(Stored data)
<<<<
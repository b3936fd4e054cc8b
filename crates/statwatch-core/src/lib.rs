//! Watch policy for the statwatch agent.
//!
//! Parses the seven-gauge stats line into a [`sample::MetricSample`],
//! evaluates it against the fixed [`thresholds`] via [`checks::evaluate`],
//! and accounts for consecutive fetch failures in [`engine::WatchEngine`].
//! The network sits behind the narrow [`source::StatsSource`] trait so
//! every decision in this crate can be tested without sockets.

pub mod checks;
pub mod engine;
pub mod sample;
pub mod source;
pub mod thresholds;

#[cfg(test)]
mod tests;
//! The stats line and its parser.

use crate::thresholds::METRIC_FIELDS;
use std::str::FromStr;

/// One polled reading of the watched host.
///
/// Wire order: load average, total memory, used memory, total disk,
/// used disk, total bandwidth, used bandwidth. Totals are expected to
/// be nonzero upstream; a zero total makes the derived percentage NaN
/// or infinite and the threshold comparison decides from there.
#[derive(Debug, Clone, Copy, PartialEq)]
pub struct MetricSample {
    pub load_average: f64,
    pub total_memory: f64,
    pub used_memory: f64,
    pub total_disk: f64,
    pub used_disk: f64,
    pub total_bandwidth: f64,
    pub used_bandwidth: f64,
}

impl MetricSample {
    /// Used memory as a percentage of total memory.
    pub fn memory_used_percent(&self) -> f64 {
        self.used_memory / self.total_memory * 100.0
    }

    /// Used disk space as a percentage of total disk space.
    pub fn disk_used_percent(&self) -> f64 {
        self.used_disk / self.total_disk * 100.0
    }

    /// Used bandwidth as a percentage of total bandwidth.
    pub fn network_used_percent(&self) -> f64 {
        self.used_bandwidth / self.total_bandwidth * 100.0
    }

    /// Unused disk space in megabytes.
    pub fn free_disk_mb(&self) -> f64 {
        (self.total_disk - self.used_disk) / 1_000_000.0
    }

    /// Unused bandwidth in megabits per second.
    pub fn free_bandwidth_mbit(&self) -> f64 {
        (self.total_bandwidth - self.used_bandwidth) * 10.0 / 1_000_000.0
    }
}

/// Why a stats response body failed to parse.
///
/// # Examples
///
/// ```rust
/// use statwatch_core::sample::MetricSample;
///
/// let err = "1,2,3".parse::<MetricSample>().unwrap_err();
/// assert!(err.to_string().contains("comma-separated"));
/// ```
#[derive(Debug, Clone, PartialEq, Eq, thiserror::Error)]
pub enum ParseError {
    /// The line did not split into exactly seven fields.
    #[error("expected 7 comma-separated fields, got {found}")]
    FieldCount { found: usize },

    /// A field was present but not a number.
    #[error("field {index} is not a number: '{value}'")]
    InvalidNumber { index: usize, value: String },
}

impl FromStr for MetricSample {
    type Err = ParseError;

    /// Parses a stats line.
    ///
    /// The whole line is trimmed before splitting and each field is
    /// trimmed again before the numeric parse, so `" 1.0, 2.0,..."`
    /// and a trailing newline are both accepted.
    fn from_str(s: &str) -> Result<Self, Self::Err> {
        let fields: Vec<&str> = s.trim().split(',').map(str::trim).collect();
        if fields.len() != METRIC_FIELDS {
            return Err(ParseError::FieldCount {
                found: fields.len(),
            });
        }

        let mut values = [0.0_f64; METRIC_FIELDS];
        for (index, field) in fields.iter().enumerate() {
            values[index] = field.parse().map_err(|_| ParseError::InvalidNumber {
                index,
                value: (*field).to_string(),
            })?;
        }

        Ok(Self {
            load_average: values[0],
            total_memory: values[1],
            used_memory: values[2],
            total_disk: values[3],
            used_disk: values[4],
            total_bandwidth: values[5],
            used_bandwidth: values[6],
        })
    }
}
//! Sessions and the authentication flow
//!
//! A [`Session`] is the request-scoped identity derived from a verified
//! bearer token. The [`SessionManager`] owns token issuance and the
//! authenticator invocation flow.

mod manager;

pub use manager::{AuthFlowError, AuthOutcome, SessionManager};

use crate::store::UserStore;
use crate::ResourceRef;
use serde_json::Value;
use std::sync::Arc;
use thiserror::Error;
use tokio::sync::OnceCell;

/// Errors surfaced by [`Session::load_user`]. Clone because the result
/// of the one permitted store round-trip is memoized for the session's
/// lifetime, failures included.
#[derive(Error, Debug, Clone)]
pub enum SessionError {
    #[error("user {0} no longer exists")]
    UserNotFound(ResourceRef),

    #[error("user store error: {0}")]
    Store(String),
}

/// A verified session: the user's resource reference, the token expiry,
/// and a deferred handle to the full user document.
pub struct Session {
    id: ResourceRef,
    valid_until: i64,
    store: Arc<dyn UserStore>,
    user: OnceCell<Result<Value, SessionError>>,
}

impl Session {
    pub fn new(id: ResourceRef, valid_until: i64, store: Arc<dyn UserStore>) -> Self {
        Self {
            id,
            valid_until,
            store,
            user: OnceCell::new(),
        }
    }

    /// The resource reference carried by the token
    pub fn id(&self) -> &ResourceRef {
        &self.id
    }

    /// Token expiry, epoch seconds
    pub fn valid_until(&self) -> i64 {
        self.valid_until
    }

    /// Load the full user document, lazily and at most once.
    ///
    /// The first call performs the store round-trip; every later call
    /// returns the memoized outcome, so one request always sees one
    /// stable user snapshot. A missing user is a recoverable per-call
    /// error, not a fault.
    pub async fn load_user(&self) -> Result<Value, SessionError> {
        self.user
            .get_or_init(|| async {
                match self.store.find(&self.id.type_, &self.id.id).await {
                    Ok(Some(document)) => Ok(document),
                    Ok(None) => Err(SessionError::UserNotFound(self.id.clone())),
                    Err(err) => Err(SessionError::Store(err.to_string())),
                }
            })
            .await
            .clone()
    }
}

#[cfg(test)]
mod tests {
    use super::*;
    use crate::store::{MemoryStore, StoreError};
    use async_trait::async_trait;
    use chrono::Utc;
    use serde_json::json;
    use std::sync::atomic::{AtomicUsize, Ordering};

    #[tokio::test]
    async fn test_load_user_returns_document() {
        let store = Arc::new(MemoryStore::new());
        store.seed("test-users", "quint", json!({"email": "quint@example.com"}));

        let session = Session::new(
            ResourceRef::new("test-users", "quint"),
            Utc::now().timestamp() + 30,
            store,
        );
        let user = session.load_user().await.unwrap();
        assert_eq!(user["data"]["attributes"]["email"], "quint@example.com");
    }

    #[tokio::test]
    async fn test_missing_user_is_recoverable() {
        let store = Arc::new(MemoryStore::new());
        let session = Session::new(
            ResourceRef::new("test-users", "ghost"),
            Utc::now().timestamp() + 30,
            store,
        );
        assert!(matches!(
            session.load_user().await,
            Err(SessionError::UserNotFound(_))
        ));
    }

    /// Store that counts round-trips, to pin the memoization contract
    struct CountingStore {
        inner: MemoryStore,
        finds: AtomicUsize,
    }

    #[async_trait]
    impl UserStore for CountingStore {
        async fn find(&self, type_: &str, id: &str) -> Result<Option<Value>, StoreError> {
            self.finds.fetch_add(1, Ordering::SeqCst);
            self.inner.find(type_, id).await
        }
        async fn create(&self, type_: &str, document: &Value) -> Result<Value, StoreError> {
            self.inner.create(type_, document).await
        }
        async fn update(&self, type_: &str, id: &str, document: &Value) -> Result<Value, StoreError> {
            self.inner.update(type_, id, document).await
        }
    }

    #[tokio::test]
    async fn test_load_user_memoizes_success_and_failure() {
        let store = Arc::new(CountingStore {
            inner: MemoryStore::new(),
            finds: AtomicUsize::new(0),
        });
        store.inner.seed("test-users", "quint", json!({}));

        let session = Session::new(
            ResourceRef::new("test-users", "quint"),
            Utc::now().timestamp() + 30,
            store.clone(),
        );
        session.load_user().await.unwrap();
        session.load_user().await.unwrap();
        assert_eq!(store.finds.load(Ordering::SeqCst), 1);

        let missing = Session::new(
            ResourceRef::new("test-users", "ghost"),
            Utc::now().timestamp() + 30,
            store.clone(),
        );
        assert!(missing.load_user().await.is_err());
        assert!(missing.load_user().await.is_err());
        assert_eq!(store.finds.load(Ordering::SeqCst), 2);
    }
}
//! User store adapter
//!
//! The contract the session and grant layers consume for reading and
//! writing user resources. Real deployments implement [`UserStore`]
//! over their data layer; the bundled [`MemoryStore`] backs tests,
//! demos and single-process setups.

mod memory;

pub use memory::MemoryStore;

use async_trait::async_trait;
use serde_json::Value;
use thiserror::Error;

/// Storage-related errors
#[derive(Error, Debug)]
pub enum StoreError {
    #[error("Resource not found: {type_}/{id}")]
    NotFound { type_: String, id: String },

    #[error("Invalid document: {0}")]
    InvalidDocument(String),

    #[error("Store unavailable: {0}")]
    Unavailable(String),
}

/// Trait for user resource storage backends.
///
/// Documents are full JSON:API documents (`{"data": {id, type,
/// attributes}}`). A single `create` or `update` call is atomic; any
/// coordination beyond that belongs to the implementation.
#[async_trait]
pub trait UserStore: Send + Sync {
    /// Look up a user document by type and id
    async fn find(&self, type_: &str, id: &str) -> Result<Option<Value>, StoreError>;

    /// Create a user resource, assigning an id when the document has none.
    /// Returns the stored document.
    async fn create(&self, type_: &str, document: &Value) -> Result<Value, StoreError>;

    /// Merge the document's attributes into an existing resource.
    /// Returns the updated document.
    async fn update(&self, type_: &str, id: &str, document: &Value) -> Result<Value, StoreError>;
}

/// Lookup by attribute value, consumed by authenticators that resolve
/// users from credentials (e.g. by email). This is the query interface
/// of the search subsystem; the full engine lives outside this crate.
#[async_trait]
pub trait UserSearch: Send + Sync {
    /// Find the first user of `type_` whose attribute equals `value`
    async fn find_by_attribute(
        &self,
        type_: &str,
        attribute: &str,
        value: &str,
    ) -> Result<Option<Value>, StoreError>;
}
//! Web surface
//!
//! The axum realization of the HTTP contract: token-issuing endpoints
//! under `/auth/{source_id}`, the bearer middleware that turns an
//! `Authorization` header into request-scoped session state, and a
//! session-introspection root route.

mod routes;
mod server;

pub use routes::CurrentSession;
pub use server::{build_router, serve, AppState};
>>>>
**WHAT IS BEING ASKED:** Working from the records above, find how many lines contain the string "struct" and answer with the bare number.

**YOUR RESPONSE:** 3